Single by Cody Johnson

from the album Leather
- Released: August 11, 2023
- Genre: Country
- Length: 3:31
- Label: Warner Nashville
- Songwriters: Benjy Davis; Kat Higgins; Ryan Larkins;
- Producer: Trent Willmon

Cody Johnson singles chronology
| "Human" (2022) | "The Painter" (2023) | "Long Live Cowgirls" (2023) |

Music video
- "The Painter" on YouTube

= The Painter (song) =

2023 single by Cody Johnson

"The Painter" is a song by American country music singer Cody Johnson, released on August 11, 2023, as the lead single from his third major-label studio album Leather. It was written by Benjy Davis, Kat Higgins and Ryan Larkins and produced by Trent Willmon.

==Background==
Cody Johnson announced the single in an interview with iHeartRadio's Spencer Graves in July 2023, which was set to be sent to country radio (including WLCY-FM) on August 14. Prior to its release, he teased the song on Instagram with a video of him and his wife Brandi dancing in a field, and later with a video of black and white photos highlighting moments of their relationship which ends with a color photo of their family. Johnson has said his favorite lyric in the song is "For every wall I built, she saw a canvas", adding "If there's anything that describes my marriage with my wife, Brandi, it's that line."

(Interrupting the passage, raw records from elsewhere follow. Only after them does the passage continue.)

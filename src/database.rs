//! Flat-file JSON store.
//!
//! All collections live in memory and the whole document is rewritten to disk
//! after every mutation. Writers are serialized by an internal mutex, so within
//! one process a read-modify-save never loses a concurrent `add`. Two processes
//! sharing the same file still race with last-write-wins.

use std::{
    fs,
    path::{Path, PathBuf},
    str::FromStr,
    sync::{Arc, Mutex, MutexGuard, PoisonError},
};

use chrono::Utc;
use rust_decimal::Decimal;
use serde::{de::DeserializeOwned, Deserialize, Serialize};
use uuid::Uuid;

use crate::models::{Ad, Product, Query, Transaction, User, SYSTEM_OWNER};

pub type Database = Arc<JsonDb>;

#[derive(Debug, thiserror::Error)]
pub enum StoreError {
    #[error("failed to write store file: {0}")]
    Io(#[from] std::io::Error),

    #[error("failed to encode store: {0}")]
    Serialize(#[from] serde_json::Error),

    #[error("no record '{id}' in {collection}")]
    NotFound { collection: &'static str, id: String },
}

#[derive(Debug, Clone, Copy, PartialEq, Eq)]
pub enum Collection {
    Users,
    Products,
    Transactions,
    Ads,
}

impl Collection {
    pub fn as_str(self) -> &'static str {
        match self {
            Collection::Users => "users",
            Collection::Products => "products",
            Collection::Transactions => "transactions",
            Collection::Ads => "ads",
        }
    }
}

impl FromStr for Collection {
    type Err = ();

    fn from_str(s: &str) -> Result<Self, Self::Err> {
        match s {
            "users" => Ok(Collection::Users),
            "products" => Ok(Collection::Products),
            "transactions" => Ok(Collection::Transactions),
            "ads" => Ok(Collection::Ads),
            _ => Err(()),
        }
    }
}

/// On-disk document layout. Missing keys load as empty collections.
#[derive(Debug, Clone, Default, PartialEq, Serialize, Deserialize)]
pub struct StoreData {
    #[serde(default)]
    pub users: Vec<User>,
    #[serde(default)]
    pub products: Vec<Product>,
    #[serde(default)]
    pub transactions: Vec<Transaction>,
    #[serde(default)]
    pub ads: Vec<Ad>,
}

impl StoreData {
    /// Empty users/transactions/ads plus the shared demo catalog.
    pub fn default_dataset() -> Self {
        Self {
            products: vec![
                system_product("prod1", "Cotton Yarn", 120, 50, 500),
                system_product("prod2", "Polyester Thread", 20, 30, 200),
                system_product("prod3", "Silk Fabric", 5, 10, 1500),
            ],
            ..Self::default()
        }
    }
}

fn system_product(id: &str, name: &str, stock: u32, reorder_level: u32, price: i64) -> Product {
    Product {
        id: id.to_string(),
        owner_id: SYSTEM_OWNER.to_string(),
        name: name.to_string(),
        stock,
        price: Decimal::from(price),
        reorder_level,
        category: None,
        cost_price: None,
        last_restocked: None,
    }
}

/// A record type stored in one of the collections.
pub trait Record: Clone + Serialize + DeserializeOwned {
    const COLLECTION: Collection;

    fn id(&self) -> &str;
    fn set_id(&mut self, id: String);
    fn rows(data: &StoreData) -> &Vec<Self>;
    fn rows_mut(data: &mut StoreData) -> &mut Vec<Self>;
}

macro_rules! impl_record {
    ($ty:ty, $collection:expr, $field:ident) => {
        impl Record for $ty {
            const COLLECTION: Collection = $collection;

            fn id(&self) -> &str {
                &self.id
            }

            fn set_id(&mut self, id: String) {
                self.id = id;
            }

            fn rows(data: &StoreData) -> &Vec<Self> {
                &data.$field
            }

            fn rows_mut(data: &mut StoreData) -> &mut Vec<Self> {
                &mut data.$field
            }
        }
    };
}

impl_record!(User, Collection::Users, users);
impl_record!(Product, Collection::Products, products);
impl_record!(Transaction, Collection::Transactions, transactions);
impl_record!(Ad, Collection::Ads, ads);

/// Millisecond timestamp followed by a 5-character random suffix.
pub fn generate_id() -> String {
    let suffix = Uuid::new_v4().simple().to_string();
    format!("{}{}", Utc::now().timestamp_millis(), &suffix[..5])
}

pub struct JsonDb {
    path: PathBuf,
    data: Mutex<StoreData>,
}

pub fn open_database(path: impl Into<PathBuf>) -> Database {
    Arc::new(JsonDb::load(path))
}

impl JsonDb {
    /// Reads the store file. A missing file is created from the default
    /// dataset; an unreadable one is left untouched and the defaults are
    /// served from memory.
    pub fn load(path: impl Into<PathBuf>) -> Self {
        let path = path.into();

        let data = if path.exists() {
            match read_store(&path) {
                Ok(data) => {
                    log::info!(
                        "loaded store from {} ({} users, {} products, {} transactions, {} ads)",
                        path.display(),
                        data.users.len(),
                        data.products.len(),
                        data.transactions.len(),
                        data.ads.len()
                    );
                    data
                }
                Err(err) => {
                    log::error!(
                        "could not read {}: {}; serving default dataset",
                        path.display(),
                        err
                    );
                    StoreData::default_dataset()
                }
            }
        } else {
            let data = StoreData::default_dataset();
            match write_store(&path, &data) {
                Ok(()) => log::info!("initialised new store at {}", path.display()),
                Err(err) => log::error!("could not create {}: {}", path.display(), err),
            }
            data
        };

        Self {
            path,
            data: Mutex::new(data),
        }
    }

    fn lock(&self) -> MutexGuard<'_, StoreData> {
        self.data.lock().unwrap_or_else(PoisonError::into_inner)
    }

    /// Untyped view of a collection by name; unknown names yield nothing.
    pub fn get_collection(&self, name: &str) -> Vec<serde_json::Value> {
        let Ok(collection) = name.parse::<Collection>() else {
            return Vec::new();
        };

        let data = self.lock();
        let rows = match collection {
            Collection::Users => serde_json::to_value(&data.users),
            Collection::Products => serde_json::to_value(&data.products),
            Collection::Transactions => serde_json::to_value(&data.transactions),
            Collection::Ads => serde_json::to_value(&data.ads),
        };

        match rows {
            Ok(serde_json::Value::Array(rows)) => rows,
            _ => Vec::new(),
        }
    }

    /// Snapshot of a whole collection in insertion order.
    pub fn all<T: Record>(&self) -> Vec<T> {
        T::rows(&self.lock()).clone()
    }

    pub fn find<T: Record>(&self, query: &impl Query<T>) -> Option<T> {
        T::rows(&self.lock())
            .iter()
            .find(|record| query.matches(*record))
            .cloned()
    }

    pub fn filter<T: Record>(&self, query: &impl Query<T>) -> Vec<T> {
        T::rows(&self.lock())
            .iter()
            .filter(|record| query.matches(*record))
            .cloned()
            .collect()
    }

    /// Appends a record, assigning an id when it has none, and rewrites the
    /// file. If the write fails the record is dropped from memory again.
    pub fn add<T: Record>(&self, mut record: T) -> Result<T, StoreError> {
        if record.id().is_empty() {
            record.set_id(generate_id());
        }

        let mut data = self.lock();
        T::rows_mut(&mut data).push(record.clone());

        if let Err(err) = write_store(&self.path, &data) {
            T::rows_mut(&mut data).pop();
            return Err(err);
        }
        Ok(record)
    }

    /// Like [`JsonDb::add`], but only when no stored record matches `existing`.
    /// The check and the insert happen under one lock.
    pub fn add_unless<T: Record>(
        &self,
        mut record: T,
        existing: &impl Query<T>,
    ) -> Result<Option<T>, StoreError> {
        let mut data = self.lock();
        if T::rows(&data).iter().any(|row| existing.matches(row)) {
            return Ok(None);
        }

        if record.id().is_empty() {
            record.set_id(generate_id());
        }
        T::rows_mut(&mut data).push(record.clone());

        if let Err(err) = write_store(&self.path, &data) {
            T::rows_mut(&mut data).pop();
            return Err(err);
        }
        Ok(Some(record))
    }

    /// Appends a batch with a single file rewrite.
    pub fn add_many<T: Record>(&self, records: Vec<T>) -> Result<Vec<T>, StoreError> {
        let records: Vec<T> = records
            .into_iter()
            .map(|mut record| {
                if record.id().is_empty() {
                    record.set_id(generate_id());
                }
                record
            })
            .collect();

        let mut data = self.lock();
        let before = T::rows(&data).len();
        T::rows_mut(&mut data).extend(records.iter().cloned());

        if let Err(err) = write_store(&self.path, &data) {
            T::rows_mut(&mut data).truncate(before);
            return Err(err);
        }
        Ok(records)
    }

    /// Mutates one record in place and saves. The change is reverted if
    /// `change` fails or the file cannot be written.
    pub fn update<T, F, E>(&self, id: &str, change: F) -> Result<T, E>
    where
        T: Record,
        F: FnOnce(&mut T) -> Result<(), E>,
        E: From<StoreError>,
    {
        let mut data = self.lock();
        let index = T::rows(&data)
            .iter()
            .position(|record| record.id() == id)
            .ok_or_else(|| StoreError::NotFound {
                collection: T::COLLECTION.as_str(),
                id: id.to_string(),
            })?;

        let original = T::rows(&data)[index].clone();
        let mut updated = original.clone();
        change(&mut updated)?;
        T::rows_mut(&mut data)[index] = updated.clone();

        if let Err(err) = write_store(&self.path, &data) {
            T::rows_mut(&mut data)[index] = original;
            return Err(err.into());
        }
        Ok(updated)
    }

    /// Rewrites the whole file from memory.
    pub fn save(&self) -> Result<(), StoreError> {
        write_store(&self.path, &self.lock())
    }
}

fn read_store(path: &Path) -> Result<StoreData, StoreError> {
    let raw = fs::read_to_string(path)?;
    Ok(serde_json::from_str(&raw)?)
}

fn write_store(path: &Path, data: &StoreData) -> Result<(), StoreError> {
    let json = serde_json::to_string_pretty(data)?;
    fs::write(path, json)?;
    Ok(())
}
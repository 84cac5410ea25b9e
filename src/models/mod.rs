pub mod ad;
pub mod product;
pub mod query;
pub mod transaction;
pub mod user;

use serde::{Deserialize, Deserializer};

pub use ad::{Ad, PublishAd};
pub use product::{Product, ProductUpdate, ProductView, SYSTEM_OWNER};
pub use query::{ById, ByEmail, OwnedBy, Query, TransactionsOf, VisibleTo};
pub use transaction::{PaymentMethod, Transaction, TransactionStatus, TransactionType};
pub use user::{SizeCategory, User, UserResponse};

/// Reads `null` the same as a missing key. Stores written by older servers
/// hold `null` wherever a number failed to parse on the way in.
pub(crate) fn null_as_default<'de, D, T>(deserializer: D) -> Result<T, D::Error>
where
    D: Deserializer<'de>,
    T: Deserialize<'de> + Default,
{
    Ok(Option::<T>::deserialize(deserializer)?.unwrap_or_default())
}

The song is a tribute to Brandi, in which Johnson describes the qualities he loves about her.

==Music video==
The music video for "The Painter" premiered on January 19, 2024. It was directed by Dustin Haney and features scenes shot on Johnson's ranch in Texas alongside his wife Brandi.

==Charts==

===Weekly charts===

Weekly chart performance for "The Painter"
| Chart (2023–2024) | Peak position |
|---|---|
| Canada Hot 100 (Billboard) | 55 |
| Canada Country (Billboard) | 1 |
| New Zealand Hot Singles (RMNZ) | 27 |
| UK Country Airplay (Radiomonitor) | 1 |
| US Billboard Hot 100 | 25 |
| US Country Airplay (Billboard) | 1 |
| US Hot Country Songs (Billboard) | 7 |

===Year-end charts===

2024 year-end chart performance for "The Painter"
| Chart (2024) | Position |
|---|---|
| US Billboard Hot 100 | 98 |
| US Country Airplay (Billboard) | 20 |
| US Hot Country Songs (Billboard) | 29 |

==Certifications==

Certifications for "The Painter"
| Region | Certification | Certified units/sales |
| Australia (ARIA) | Gold | 35,000^{‡} |
| Canada (Music Canada) | Platinum | 80,000^{‡} |
| United States (RIAA) | 3× Platinum | 3,000,000^{‡} |
^{‡} Sales+streaming figures based on certification alone.